Około 40–50% dużych retailerów uruchomiło już co najmniej jeden system inwentaryzacji lub merchandisingu oparty na computer vision w środowisku produkcyjnym (stan na lata 2025–2026), a computer vision ma stanowić około 43% metod pozyskiwania danych w platformach monitoringu sklepu w czasie rzeczywistym do 2026 roku (Datature). Większość tych wdrożeń zaczęła jako pilotaże. Stają się standardową infrastrukturą operacyjną.
Warto obserwować przesunięcie w stronę przetwarzania brzegowego. Wnioskowanie bezpośrednio na urządzeniu daje pracownikom natychmiastowy feedback po wykonaniu zdjęcia w alejce, redukuje koszty przepustowości i zatrzymuje obrazy w sklepie — co jest realną zaletą z perspektywy RODO. Prognozuje się, że ponad połowa nowych wdrożeń enterprise computer vision będzie działać na sprzęcie brzegowym w 2026 roku, wobec około 30% w 2023 roku.
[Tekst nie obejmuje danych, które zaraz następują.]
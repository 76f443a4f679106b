//! Shared conversions from declarations to model objects

use crate::config::Config;
use crate::core::ScabbardResult;
use crate::di::traits::{ErrorReporter, MetadataSource};
use crate::metadata::{Annotation, Declaration, FieldDecl, MethodDecl};
use crate::model::{Converter, Dependency, Injectee, InjectionPoint, Scope};
use scabbard_core::types::{ClassName, Type};
use std::collections::BTreeMap;
use std::fmt;
use tracing::debug;

/// A class member that can become an injection point
#[derive(Debug, Clone, Copy)]
pub enum Member<'a> {
    Method(&'a MethodDecl),
    Field(&'a FieldDecl),
}

impl fmt::Display for Member<'_> {
    fn fmt(&self, f: &mut fmt::Formatter<'_>) -> fmt::Result {
        match self {
            Member::Method(method) => f.write_str(&method.signature()),
            Member::Field(field) => f.write_str(&field.name),
        }
    }
}

/// Scope annotations and the provider wrapper each one applies
#[derive(Debug, Clone, Default)]
pub struct ScopeRegistry {
    wrappers: BTreeMap<ClassName, ClassName>,
}

impl ScopeRegistry {
    /// Built-in scopes from the config plus every annotation class carrying the
    /// scope-provider meta-marker
    pub fn build(
        metadata: &dyn MetadataSource,
        config: &Config,
        reporter: &dyn ErrorReporter,
    ) -> ScabbardResult<Self> {
        let mut wrappers = config.scopes.clone();
        let markers = &config.markers;

        for class in metadata.types_annotated_with(&markers.scope_provider) {
            let Some(annotation) = class.annotation(&markers.scope_provider) else {
                continue;
            };
            match annotation.class_value("value")?.and_then(Type::raw_class) {
                Some(wrapper) => {
                    debug!("Scope {} wraps providers in {}", class.name, wrapper);
                    wrappers.insert(class.name.clone(), wrapper.clone());
                }
                None => reporter.report_error(format!(
                    "Scope annotation {} must name its provider class",
                    class.name
                )),
            }
        }

        for class in metadata.types_annotated_with(&markers.scope) {
            if !wrappers.contains_key(&class.name) {
                reporter.report_error(format!(
                    "Scope annotation {} has no provider class; annotate it with @{}",
                    class.name, markers.scope_provider
                ));
            }
        }

        Ok(Self { wrappers })
    }

    pub fn wrapper(&self, annotation_type: &ClassName) -> Option<&ClassName> {
        self.wrappers.get(annotation_type)
    }

    pub fn len(&self) -> usize {
        self.wrappers.len()
    }

    pub fn is_empty(&self) -> bool {
        self.wrappers.is_empty()
    }
}

/// Converts raw declarations into injection points, injectees, qualifiers and scopes
pub struct AnalyzerHelper<'a> {
    metadata: &'a dyn MetadataSource,
    config: &'a Config,
    reporter: &'a dyn ErrorReporter,
    scopes: ScopeRegistry,
}

impl<'a> AnalyzerHelper<'a> {
    pub fn new(
        metadata: &'a dyn MetadataSource,
        config: &'a Config,
        reporter: &'a dyn ErrorReporter,
    ) -> ScabbardResult<Self> {
        let scopes = ScopeRegistry::build(metadata, config, reporter)?;
        Ok(Self {
            metadata,
            config,
            reporter,
            scopes,
        })
    }

    pub fn metadata(&self) -> &'a dyn MetadataSource {
        self.metadata
    }

    pub fn config(&self) -> &'a Config {
        self.config
    }

    pub fn reporter(&self) -> &'a dyn ErrorReporter {
        self.reporter
    }

    pub fn scopes(&self) -> &ScopeRegistry {
        &self.scopes
    }

    pub fn to_injection_point(&self, container: &ClassName, member: Member<'_>) -> InjectionPoint {
        match member {
            Member::Method(method) => {
                let injectees = method
                    .parameters
                    .iter()
                    .enumerate()
                    .map(|(index, parameter)| {
                        let qualifier = self.find_qualifier(
                            parameter,
                            &format!(
                                "parameter {} of {}.{}",
                                index,
                                container,
                                method.signature()
                            ),
                        );
                        self.to_injectee(&parameter.parameter_type, qualifier)
                    })
                    .collect();
                InjectionPoint::Method {
                    container: container.clone(),
                    method: method.clone(),
                    injectees,
                }
            }
            Member::Field(field) => {
                let qualifier =
                    self.find_qualifier(field, &format!("{}.{}", container, field.name));
                InjectionPoint::Field {
                    container: container.clone(),
                    field: field.clone(),
                    injectee: self.to_injectee(&field.field_type, qualifier),
                }
            }
        }
    }

    /// `Provider<T>` yields the provider of `T`, `Lazy<T>` an adapter over `T`,
    /// anything else the instance itself
    pub fn to_injectee(&self, declared: &Type, qualifier: Option<Annotation>) -> Injectee {
        let runtime = &self.config.runtime;
        if let Type::Parameterized(raw, arguments) = declared {
            if let [argument] = arguments.as_slice() {
                if raw == &runtime.provider {
                    return Injectee::new(
                        Dependency::qualified(argument.clone(), qualifier),
                        Converter::Identity,
                    );
                }
                if raw == &runtime.lazy {
                    return Injectee::new(
                        Dependency::qualified(argument.clone(), qualifier),
                        Converter::Adapter {
                            adapter_type: runtime.lazy_adapter.clone(),
                        },
                    );
                }
            }
        }
        Injectee::instance(Dependency::qualified(declared.clone(), qualifier))
    }

    /// Annotation meta-annotated with the qualifier marker, if any.
    ///
    /// More than one is reported and the first one wins.
    pub fn find_qualifier<D: Declaration + ?Sized>(
        &self,
        declaration: &D,
        context: &str,
    ) -> Option<Annotation> {
        let qualifiers: Vec<&Annotation> = declaration
            .annotations()
            .iter()
            .filter(|annotation| self.is_qualifier(&annotation.annotation_type))
            .collect();

        if qualifiers.len() > 1 {
            let names: Vec<String> = qualifiers
                .iter()
                .map(|q| format!("@{}", q.annotation_type))
                .collect();
            self.reporter.report_error(format!(
                "{} has multiple qualifiers: {}",
                context,
                names.join(", ")
            ));
        }

        qualifiers.first().map(|q| (*q).clone())
    }

    /// Registered scope annotation, if any.
    ///
    /// More than one is reported and the declaration is treated as unscoped.
    pub fn find_scope<D: Declaration + ?Sized>(&self, declaration: &D, context: &str) -> Scope {
        let scopes: Vec<(&ClassName, &ClassName)> = declaration
            .annotations()
            .iter()
            .filter_map(|annotation| {
                self.scopes
                    .wrapper(&annotation.annotation_type)
                    .map(|wrapper| (&annotation.annotation_type, wrapper))
            })
            .collect();

        match scopes.as_slice() {
            [] => Scope::None,
            [(_, wrapper)] => Scope::Class((*wrapper).clone()),
            _ => {
                let names: Vec<String> = scopes.iter().map(|(s, _)| format!("@{}", s)).collect();
                self.reporter.report_error(format!(
                    "{} has multiple scopes: {}",
                    context,
                    names.join(", ")
                ));
                Scope::None
            }
        }
    }

    /// Dependency a provider member or providable class produces
    pub fn dependency_of<D: Declaration + ?Sized>(
        &self,
        declaration: &D,
        produced: Type,
        context: &str,
    ) -> Dependency {
        Dependency::qualified(produced, self.find_qualifier(declaration, context))
    }

    fn is_qualifier(&self, annotation_type: &ClassName) -> bool {
        self.metadata
            .find_class(annotation_type)
            .is_some_and(|class| class.has_annotation(&self.config.markers.qualifier))
    }
}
Generatywna AI uzupełnia wyspecjalizowane detektory, a nie je zastępuje. Modele vision-language są wykorzystywane do generowania syntetycznych obrazów treningowych dla rzadkich i nowych SKU-ów, co skraca problem braku danych startowych. Umożliwiają też odpytywanie danych o półkach w języku naturalnym — „które z 10 kluczowych SKU-ów jest niedostępnych w moich kluczowych klientach w tym tygodniu?" — bez eksportowania surowych wyników modelu do oddzielnego zespołu analitycznego.
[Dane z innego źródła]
//! Service container wiring the compiler's collaborators

use super::traits::{CodeEmitter, ErrorReporter, MetadataSource};
use crate::config::Config;
use crate::core::ScabbardResult;
use crate::diagnostics::LoggingErrorReporter;
use crate::generation::emitter::JsonCodeEmitter;
use crate::metadata::YamlMetadataSource;
use std::path::Path;
use std::sync::Arc;
use tracing::info;

/// Collaborators used by one compiler invocation
///
/// Production wiring reads YAML declarations, writes JSON class shapes and
/// logs reported errors. Tests swap in the doubles from [`super::mocks`].
///
/// # Example (Testing)
///
/// ```
/// use scabbard::config::Config;
/// use scabbard::di::{mocks::*, ServiceContainer};
/// use std::sync::Arc;
///
/// let container = ServiceContainer::with_services(
///     Config::default(),
///     Arc::new(MockMetadataSource::new()),
///     Arc::new(RecordingCodeEmitter::new()),
///     Arc::new(MockErrorReporter::new()),
/// );
/// assert!(!container.reporter.has_errors());
/// ```
#[derive(Clone)]
pub struct ServiceContainer {
    pub config: Arc<Config>,
    pub metadata: Arc<dyn MetadataSource>,
    pub emitter: Arc<dyn CodeEmitter>,
    pub reporter: Arc<dyn ErrorReporter>,
}

impl ServiceContainer {
    /// Create a container with production implementations
    ///
    /// # Errors
    ///
    /// Returns an error if the metadata input cannot be read or parsed.
    pub fn new(config: Config, input: &Path) -> ScabbardResult<Self> {
        let metadata = YamlMetadataSource::load(input)?;
        info!(
            "Loaded {} class declaration(s) from {}",
            metadata.len(),
            input.display()
        );
        let emitter = JsonCodeEmitter::new(config.get_output_dir());

        Ok(Self {
            config: Arc::new(config),
            metadata: Arc::new(metadata),
            emitter: Arc::new(emitter),
            reporter: Arc::new(LoggingErrorReporter::new()),
        })
    }

    /// Create a container with custom implementations
    pub fn with_services(
        config: Config,
        metadata: Arc<dyn MetadataSource>,
        emitter: Arc<dyn CodeEmitter>,
        reporter: Arc<dyn ErrorReporter>,
    ) -> Self {
        Self {
            config: Arc::new(config),
            metadata,
            emitter,
            reporter,
        }
    }
}

#[cfg(test)]
mod tests {
    use super::*;
    use std::fs;
    use tempfile::TempDir;

    #[test]
    fn test_new_loads_metadata() {
        let temp = TempDir::new().unwrap();
        let input = temp.path().join("app.yaml");
        fs::write(&input, "classes: [{name: a.A}]").unwrap();

        let container = ServiceContainer::new(Config::default(), &input).unwrap();
        assert_eq!(container.metadata.classes().len(), 1);
        assert!(!container.reporter.has_errors());
    }

    #[test]
    fn test_new_missing_input_fails() {
        let temp = TempDir::new().unwrap();
        let result = ServiceContainer::new(Config::default(), &temp.path().join("none.yaml"));
        assert!(result.is_err());
    }
}
use crate::metadata::{Annotation, MethodDecl};
use crate::model::{Dependency, Injectee, InjectionPoint};
use scabbard_core::types::{ClassName, Type};

/// Where a target constructor argument comes from
#[derive(Debug, Clone, PartialEq, Eq, Hash)]
pub enum FactoryInjectee {
    /// Resolved from the graph
    FromInjector(Injectee),
    /// Passed by the caller as argument `argument_index` of the factory method
    FromMethod {
        injectee: Injectee,
        argument_index: usize,
    },
}

impl FactoryInjectee {
    pub fn injectee(&self) -> &Injectee {
        match self {
            FactoryInjectee::FromInjector(injectee)
            | FactoryInjectee::FromMethod { injectee, .. } => injectee,
        }
    }
}

/// One factory method paired with the constructor it invokes
#[derive(Debug, Clone, PartialEq, Eq)]
pub struct FactoryProvisionPoint {
    pub container_type: ClassName,
    pub method: MethodDecl,
    /// Type the method produces after return type overrides
    pub produced_type: Type,
    /// Constructor injection point of the produced type
    pub injection_point: InjectionPoint,
    /// One entry per constructor argument, in constructor order
    pub injectees: Vec<FactoryInjectee>,
}

impl FactoryProvisionPoint {
    /// Injectees resolved from the graph
    pub fn injector_injectees(&self) -> impl Iterator<Item = &Injectee> {
        self.injectees.iter().filter_map(|injectee| match injectee {
            FactoryInjectee::FromInjector(injectee) => Some(injectee),
            FactoryInjectee::FromMethod { .. } => None,
        })
    }
}

/// A factory interface and the provision points of its methods
#[derive(Debug, Clone, PartialEq, Eq)]
pub struct Factory {
    pub factory_type: ClassName,
    pub implementation_type: ClassName,
    pub qualifier: Option<Annotation>,
    pub provision_points: Vec<FactoryProvisionPoint>,
}

impl Factory {
    pub fn dependency(&self) -> Dependency {
        Dependency::qualified(Type::Class(self.factory_type.clone()), self.qualifier.clone())
    }
}

#[cfg(test)]
mod tests {
    use super::*;

    #[test]
    fn test_factory_injectee_accessor() {
        let injectee = Injectee::instance(Dependency::new(Type::parse("int").unwrap()));
        let from_method = FactoryInjectee::FromMethod {
            injectee: injectee.clone(),
            argument_index: 1,
        };
        assert_eq!(from_method.injectee(), &injectee);
        assert_eq!(
            FactoryInjectee::FromInjector(injectee.clone()).injectee(),
            &injectee
        );
    }

    #[test]
    fn test_factory_dependency() {
        let factory = Factory {
            factory_type: ClassName::parse("a.FooFactory").unwrap(),
            implementation_type: ClassName::parse("a.FooFactory$$Factory").unwrap(),
            qualifier: None,
            provision_points: vec![],
        };
        assert_eq!(
            factory.dependency(),
            Dependency::of_class(ClassName::parse("a.FooFactory").unwrap())
        );
    }
}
Model operacyjny przesuwa się od „mierz raz w tygodniu i naprawiaj przy kolejnej wizycie" do „mierz ciągle i naprawiaj dziś". Dla kogoś, kto jest rozliczany ze sprzedaży na metr kwadratowy i dostępności na półce, tam właśnie tkwią zyski.
Źródła
- FMI / Gruen, Corsten & Bharadwaj (2002) — fundamentalne dane o światowym wskaźniku OOS, rozkładzie przyczyn i reakcjach kupujących.
- Retail Dive / IHL Group — częstotliwość braków na półce i szacowany globalny koszt rzędu ~984 mld USD.
- IHL Group — globalne zakłócenia inwentaryzacyjne w 2023 roku na poziomie ~1,77 bln USD.
- Field Agent — sygnał POS dla phantom inventory i statystyki porzucania koszyka.
- Research and Markets — wielkość rynku AI do rozpoznawania obrazu półek i CAGR.
- Dataintelo — szacunki rynku automatycznego monitoringu półek.
- Datature Enterprise Vision AI Adoption Report 2026 — wskaźniki adopcji wśród retailerów i trendy wdrożeń brzegowych.
- "Forty Years of Out-of-Stock Research" — dowody na trwałość wskaźników OOS przez dziesięciolecia.